- What this task involves -
Which lines of the entries contain the string "plain"? Copy each of them.
+++
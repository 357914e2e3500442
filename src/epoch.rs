//! # Epoch Clock
//!
//! The global epoch is the coarse-grained serialization clock of the engine.
//! Every committed transaction stamps the epoch it committed in into its TID,
//! and cross-worker ordering is resolved epoch-first. A background ticker
//! advances the counter once per [`EPOCH_TICK`](crate::config::EPOCH_TICK)
//! (nominally 20 ms).
//!
//! ## Value Range and Wrap-Around
//!
//! Epochs occupy the top 28 bits of the TID word, so the counter runs in
//! `[1, 2^28)`. Zero is reserved as the invalid epoch: it marks records that
//! have never been committed to and is *before* every valid epoch.
//!
//! At 20 ms per tick the counter wraps after roughly two months of uptime,
//! so comparison is wrap-aware: `a.before(b)` is defined by the sign of the
//! modular distance between the two values. Distances of half the range or
//! more are meaningless and rejected as programmer error in debug builds.
//! The engine never holds references to epochs anywhere near that old.
//!
//! ```text
//!        0 (invalid)
//!        │
//!  ┌─────▼──────────────────────────────────────┐
//!  │ 1  2  3  ...                   2^28-1 ──┐  │
//!  │ ▲                                       │  │
//!  │ └──────────── wraps to 1 ───────────────┘  │
//!  └────────────────────────────────────────────┘
//! ```
//!
//! ## Concurrency Model
//!
//! - `current`: a single `AtomicU32`, advanced by CAS, read by every
//!   worker at transaction start and commit.
//! - Advancement notifies a condvar so callers can block until a given
//!   serialization point has passed ([`EpochClock::wait_until_advanced`]).
//! - The ticker itself is owned by the transaction manager; this module
//!   only provides the passive cell plus the advance/notify protocol.

use std::sync::atomic::{AtomicU32, Ordering};
use std::time::Duration;

use parking_lot::{Condvar, Mutex};

use crate::config::{EPOCH_INT_HALF, EPOCH_INT_OVERFLOW};

/// Raw integer representation of an epoch, always `< EPOCH_INT_OVERFLOW`.
pub type EpochInt = u32;

/// A wrap-aware point on the global serialization clock.
///
/// `Epoch` is a plain value; the shared mutable counter is [`EpochClock`].
#[derive(Debug, Clone, Copy, PartialEq, Eq, Hash, Default)]
pub struct Epoch(EpochInt);

impl Epoch {
    /// The reserved invalid epoch, before everything else.
    pub const INVALID: Epoch = Epoch(0);

    /// The first valid epoch. The clock starts here so that epoch zero
    /// stays a reliable "never committed" marker.
    pub const FIRST: Epoch = Epoch(1);

    pub fn new(value: EpochInt) -> Self {
        debug_assert!(value < EPOCH_INT_OVERFLOW);
        Epoch(value)
    }

    #[inline]
    pub fn value(self) -> EpochInt {
        self.0
    }

    #[inline]
    pub fn is_valid(self) -> bool {
        self.0 != 0
    }

    /// Signed modular distance from `self` to `other`.
    ///
    /// Defined only when both epochs are valid and within half the epoch
    /// range of each other; anything else is a programmer error.
    pub fn distance(self, other: Epoch) -> i32 {
        debug_assert!(self.is_valid());
        debug_assert!(other.is_valid());
        let diff = other.0.wrapping_sub(self.0) & (EPOCH_INT_OVERFLOW - 1);
        debug_assert!(
            diff == 0 || diff < EPOCH_INT_HALF || diff > EPOCH_INT_OVERFLOW - EPOCH_INT_HALF,
            "epochs {} and {} are too far apart to compare",
            self.0,
            other.0
        );
        if diff < EPOCH_INT_HALF {
            diff as i32
        } else {
            -((EPOCH_INT_OVERFLOW - diff) as i32)
        }
    }

    /// Whether `self` is strictly before `other` on the wrap-aware clock.
    ///
    /// An invalid epoch is before every valid epoch. `other` must be valid.
    pub fn before(self, other: Epoch) -> bool {
        debug_assert!(other.is_valid());
        if !self.is_valid() {
            return true;
        }
        self.distance(other) > 0
    }

    /// The next epoch on the clock, skipping the reserved zero on wrap.
    pub fn next(self) -> Epoch {
        let incremented = (self.0 + 1) & (EPOCH_INT_OVERFLOW - 1);
        if incremented == 0 {
            Epoch::FIRST
        } else {
            Epoch(incremented)
        }
    }

    /// `max` by [`Epoch::before`], treating invalid as the minimum.
    pub fn store_max(&mut self, other: Epoch) {
        if other.is_valid() && (!self.is_valid() || self.before(other)) {
            *self = other;
        }
    }
}

/// The process-wide epoch counter.
///
/// Advanced by the ticker thread (and, rarely, by a committer that ran out
/// of per-epoch ordinals), read by all workers. Readers use acquire loads
/// so that everything published before an epoch advance is visible to
/// transactions that observe the new epoch.
pub struct EpochClock {
    current: AtomicU32,
    advanced_mutex: Mutex<()>,
    advanced: Condvar,
}

impl EpochClock {
    pub fn new() -> Self {
        Self {
            current: AtomicU32::new(Epoch::FIRST.value()),
            advanced_mutex: Mutex::new(()),
            advanced: Condvar::new(),
        }
    }

    #[inline]
    pub fn current(&self) -> Epoch {
        Epoch::new(self.current.load(Ordering::Acquire))
    }

    /// Advance the clock by one tick and notify all waiters.
    ///
    /// Normally only the ticker calls this, but a worker that exhausts its
    /// per-epoch ordinal space closes the epoch itself, so advancement is a
    /// CAS loop rather than a plain store.
    pub fn advance(&self) -> Epoch {
        loop {
            let current = self.current.load(Ordering::Acquire);
            let next = Epoch::new(current).next();
            if self
                .current
                .compare_exchange_weak(current, next.value(), Ordering::AcqRel, Ordering::Acquire)
                .is_ok()
            {
                let _guard = self.advanced_mutex.lock();
                self.advanced.notify_all();
                return next;
            }
        }
    }

    /// Block until the clock has moved past `epoch` or `timeout` elapses.
    ///
    /// Returns the current epoch at the time of return. Callers use this to
    /// wait for a serialization point (e.g. a commit epoch) to close.
    pub fn wait_until_advanced(&self, epoch: Epoch, timeout: Duration) -> Epoch {
        let deadline = std::time::Instant::now() + timeout;
        let mut guard = self.advanced_mutex.lock();
        loop {
            let now = self.current();
            if epoch.before(now) {
                return now;
            }
            if self.advanced.wait_until(&mut guard, deadline).timed_out() {
                return self.current();
            }
        }
    }
}

impl Default for EpochClock {
    fn default() -> Self {
        Self::new()
    }
}

#[cfg(test)]
mod tests {
    use super::*;

    #[test]
    fn invalid_epoch_is_before_everything() {
        assert!(!Epoch::INVALID.is_valid());
        assert!(Epoch::INVALID.before(Epoch::FIRST));
        assert!(Epoch::INVALID.before(Epoch::new(12345)));
    }

    #[test]
    fn before_is_strict() {
        let e = Epoch::new(42);
        assert!(!e.before(e));
        assert!(e.before(Epoch::new(43)));
        assert!(!Epoch::new(43).before(e));
    }

    #[test]
    fn distance_is_signed() {
        assert_eq!(Epoch::new(10).distance(Epoch::new(13)), 3);
        assert_eq!(Epoch::new(13).distance(Epoch::new(10)), -3);
        assert_eq!(Epoch::new(7).distance(Epoch::new(7)), 0);
    }

    #[test]
    fn wrap_around_comparison() {
        let near_wrap = Epoch::new(EPOCH_INT_OVERFLOW - 2);
        let wrapped = Epoch::new(3);
        assert!(near_wrap.before(wrapped));
        assert!(!wrapped.before(near_wrap));
        assert_eq!(near_wrap.distance(wrapped), 5);
    }

    #[test]
    fn antisymmetric_within_half_range() {
        let pairs = [(1u32, 2u32), (100, EPOCH_INT_HALF - 1), (EPOCH_INT_OVERFLOW - 1, 1)];
        for (a, b) in pairs {
            let (a, b) = (Epoch::new(a), Epoch::new(b));
            assert!(a.before(b));
            assert!(!b.before(a));
        }
    }

    #[test]
    fn next_skips_invalid_on_wrap() {
        assert_eq!(Epoch::new(5).next(), Epoch::new(6));
        assert_eq!(Epoch::new(EPOCH_INT_OVERFLOW - 1).next(), Epoch::FIRST);
    }

    #[test]
    fn store_max_keeps_later_epoch() {
        let mut e = Epoch::INVALID;
        e.store_max(Epoch::new(4));
        assert_eq!(e, Epoch::new(4));
        e.store_max(Epoch::new(2));
        assert_eq!(e, Epoch::new(4));
        e.store_max(Epoch::new(9));
        assert_eq!(e, Epoch::new(9));
        e.store_max(Epoch::INVALID);
        assert_eq!(e, Epoch::new(9));
    }

    #[test]
    fn clock_starts_at_first_valid_epoch() {
        let clock = EpochClock::new();
        assert_eq!(clock.current(), Epoch::FIRST);
    }

    #[test]
    fn clock_advance_notifies_waiter() {
        use std::sync::Arc;

        let clock = Arc::new(EpochClock::new());
        let observed = clock.current();
        let waiter = {
            let clock = Arc::clone(&clock);
            std::thread::spawn(move || clock.wait_until_advanced(observed, Duration::from_secs(5)))
        };
        std::thread::sleep(Duration::from_millis(10));
        clock.advance();
        let now = waiter.join().unwrap();
        assert!(observed.before(now));
    }
}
+++
- Result of the task -
/// `Epoch` is a plain value; the shared mutable counter is [`EpochClock`].
    /// CAS loop rather than a plain store.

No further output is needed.